INFORMATION |
fn categories(nodes: &[&RawValue]) -> Vec<Category> {
    let mut categories: Vec<Category> = Vec::with_capacity(nodes.len());
    for (position, node) in nodes.iter().enumerate() {
        let declared = normalize_text(node.as_keyed().and_then(|map| map.get("id")));
        let text = match node {
            RawValue::Keyed(map) => normalize_text(map.get_any(&["name", "title", "#text", "text"])),
            other => normalize_text(Some(other)),
        };

        let name = match (text.is_empty(), declared.is_empty()) {
            (false, _) => text,
            (true, false) => format!("Category {declared}"),
            (true, true) => {
                log::debug!("Skipping category #{position} without id or name");
                continue;
            }
        };
        let Ok(name) = CategoryName::new(name) else {
            continue;
        };

        let id = if declared.is_empty() {
            CategoryId::derive(&format!("#{position}:{name}"))
        } else {
            category_id_for(&declared)
        };
        if categories.iter().any(|existing| existing.id == id) {
            log::debug!("Skipping repeated category '{declared}'");
            continue;
        }

        let parent_id = node
            .as_keyed()
            .and_then(|map| map.get_any(&PARENT_KEYS))
            .map(|value| normalize_text(Some(value)))
            .filter(|parent| !parent.is_empty())
            .map(|parent| category_id_for(&parent));

        categories.push(Category {
            id,
            name,
            parent_id,
            external_id: (!declared.is_empty()).then_some(declared),
        });
    }
    categories
}

/// Offer name; `vendor.model` offers without one are named from their parts.
fn offer_name(offer: &RawValue) -> String {
    let name = normalize_text(offer.as_keyed().and_then(|map| map.get_any(&["name", "title"])));
    if !name.is_empty() {
        return name;
    }

    let is_vendor_model = normalize_text(offer.get("type")) == "vendor.model";
    let parts: Vec<String> = if is_vendor_model {
        ["typePrefix", "vendor", "model"]
            .iter()
            .map(|key| normalize_text(offer.get(key)))
            .filter(|part| !part.is_empty())
            .collect()
    } else {
        vec![normalize_text(offer.get("model"))]
    };
    parts.join(" ").trim().to_string()
}

fn synthesized_external_id(position: usize, name: &str) -> String {
    let slug = name
        .to_lowercase()
        .split(|c: char| !c.is_alphanumeric())
        .filter(|part| !part.is_empty())
        .collect::<Vec<_>>()
        .join("-");
    let positional = ExternalId::positional(position).into_inner();
    if slug.is_empty() {
        positional
    } else {
        format!("{positional}-{slug}")
    }
}

#[cfg(test)]
mod tests {
    use super::*;
    use chrono::DateTime;

    fn epoch() -> NaiveDateTime {
        DateTime::from_timestamp(0, 0).unwrap().naive_utc()
    }

    const FEED: &str = r#"<?xml version="1.0" encoding="UTF-8"?>
<yml_catalog date="2024-05-01 10:00">
  <shop>
    <name>Tea House</name>
    <company>Tea House LLC</company>
    <url>https://tea.example.com</url>
    <currencies><currency id="rub" rate="1"/></currencies>
    <categories>
      <category id="1">Tea</category>
      <category id="2" parentId="1">Green tea</category>
    </categories>
    <offers>
      <offer id="a1" available="true">
        <name>Sencha</name>
        <price>1 200,50</price>
        <oldprice>1500</oldprice>
        <categoryId>2</categoryId>
        <url>https://tea.example.com/sencha</url>
        <picture>https://tea.example.com/1.jpg</picture>
        <picture>https://tea.example.com/2.jpg</picture>
        <description><![CDATA[<p>Fresh&nbsp;<b>green</b></p>]]></description>
        <param name="Weight" unit="g">100</param>
      </offer>
      <offer id="a1" type="vendor.model">
        <typePrefix>Teapot</typePrefix>
        <vendor>Hario</vendor>
        <model>V60</model>
        <price>abc</price>
        <categoryId>9</categoryId>
        <currencyId>usd</currencyId>
      </offer>
    </offers>
  </shop>
</yml_catalog>"#;

    fn build() -> Catalog {
        CatalogBuilder::new("Supplier")
            .source_url("https://feeds.example.com/tea.xml")
            .modified_at(epoch())
            .build(FEED)
            .unwrap()
    }

    #[test]
    fn reads_metadata() {
        let catalog = build();
        assert_eq!(catalog.name, "Supplier");
        assert_eq!(catalog.metadata.shop_name, "Tea House");
        assert_eq!(catalog.metadata.company.as_deref(), Some("Tea House LLC"));
        assert_eq!(catalog.metadata.shop_url.as_deref(), Some("https://tea.example.com"));
        assert_eq!(
            catalog.metadata.source_url.as_deref(),
            Some("https://feeds.example.com/tea.xml")
        );
        assert_eq!(catalog.metadata.feed_date.as_deref(), Some("2024-05-01 10:00"));
        assert_eq!(catalog.metadata.currencies, vec![CurrencyCode::new("RUB").unwrap()]);
        assert_eq!(catalog.metadata.date_modified, epoch());
        assert_eq!(catalog.id, CatalogId::derive("https://feeds.example.com/tea.xml"));
    }

    #[test]
    fn normalizes_offer_fields() {
        let catalog = build();
        let sencha = &catalog.products[0];
        assert_eq!(sencha.external_id, "a1");
        assert_eq!(sencha.id, ProductId::derive("a1"));
        assert_eq!(sencha.name, "Sencha");
        assert_eq!(sencha.description, "Fresh green");
        assert_eq!(sencha.price, 1200.5);
        assert_eq!(sencha.old_price.map(|p| p.get()), Some(1500.0));
        assert_eq!(sencha.currency, "RUB");
        assert_eq!(sencha.pictures.len(), 2);
        assert_eq!(sencha.url.as_deref(), Some("https://tea.example.com/sencha"));
        assert!(sencha.available);
        assert_eq!(sencha.attributes.len(), 1);
        assert_eq!(sencha.attributes[0].name, "Weight");
        assert_eq!(sencha.attributes[0].value, "100");
        assert_eq!(sencha.category_id, Some(CategoryId::derive("2")));
        assert!(sencha.raw.get("param").is_some());
    }

    #[test]
    fn names_vendor_model_offers_and_suffixes_duplicate_ids() {
        let catalog = build();
        let teapot = &catalog.products[1];
        assert_eq!(teapot.external_id, "a1_1");
        assert_eq!(teapot.name, "Teapot Hario V60");
        assert_eq!(teapot.price, 0.0);
        assert_eq!(teapot.currency, "USD");
        assert_ne!(teapot.id, catalog.products[0].id);
    }

    #[test]
    fn keeps_declared_category_ids_as_external_references() {
        let catalog = build();
        let green = catalog.category(&CategoryId::derive("2")).unwrap();
        assert_eq!(green.name, "Green tea");
        assert_eq!(green.external_id.as_deref(), Some("2"));
        assert_eq!(green.parent_id, Some(CategoryId::derive("1")));
    }

    #[test]
    fn synthesizes_orphan_categories() {
        let catalog = build();
        let orphan = catalog.category(&CategoryId::derive("9")).unwrap();
        assert_eq!(orphan.name, "Category 9");
        assert!(catalog.orphan_category_ids().is_empty());
    }

    #[test]
    fn rebuilding_is_deterministic() {
        assert_eq!(build(), build());
    }

    #[test]
    fn uuid_category_ids_are_kept() {
        let declared = "0b0e3f5c-3d7a-4b1e-9b55-7f3c2c1d9e01";
        assert_eq!(category_id_for(declared).as_str(), declared);
        assert_eq!(category_id_for("12"), CategoryId::derive("12"));
    }

    #[test]
    fn synthesizes_missing_external_ids_from_position_and_name() {
        let catalog = CatalogBuilder::new("x")
            .build("<shop><offers><offer><name>Green Tea</name></offer><offer><name>Green Tea</name></offer></offers></shop>")
            .unwrap();
        let ids: Vec<_> = catalog.products.iter().map(|p| p.external_id.as_str()).collect();
        assert_eq!(ids, vec!["offer-0-green-tea", "offer-1-green-tea"]);
    }

    #[test]
    fn shop_name_falls_back_to_caller_name() {
        let catalog = CatalogBuilder::new("Supplier")
            .build("<shop><offers><offer id=\"1\"><price>5</price></offer></offers></shop>")
            .unwrap();
        assert_eq!(catalog.metadata.shop_name, "Supplier");

        let catalog = CatalogBuilder::new("  ")
            .build("<shop><offers><offer id=\"1\"><price>5</price></offer></offers></shop>")
            .unwrap();
        assert_eq!(catalog.metadata.shop_name, UNKNOWN_SHOP);
        assert_eq!(catalog.name, UNKNOWN_SHOP);
    }

    #[test]
    fn currency_falls_back_to_builder_default() {
        let catalog = CatalogBuilder::new("x")
            .default_currency("eur")
            .build("<shop><offers><offer id=\"1\"/></offers></shop>")
            .unwrap();
        assert_eq!(catalog.products[0].currency, "EUR");
    }

    #[tokio::test]
    async fn batched_build_matches_single_pass() {
        let builder = CatalogBuilder::new("Supplier").modified_at(epoch());
        let single = builder.build(FEED).unwrap();

        let mut progress = Vec::new();
        let batched = builder
            .build_batched(FEED, 1, |done, total| progress.push((done, total)))
            .await
            .unwrap();

        assert_eq!(single, batched);
        assert_eq!(progress, vec![(1, 2), (2, 2)]);
    }
}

WORK REQUEST | Read the data above. Pull out each line in which the string "Weight" appears.

RESPONSE AREA |
        <param name="Weight" unit="g">100</param>
        assert_eq!(sencha.attributes[0].name, "Weight");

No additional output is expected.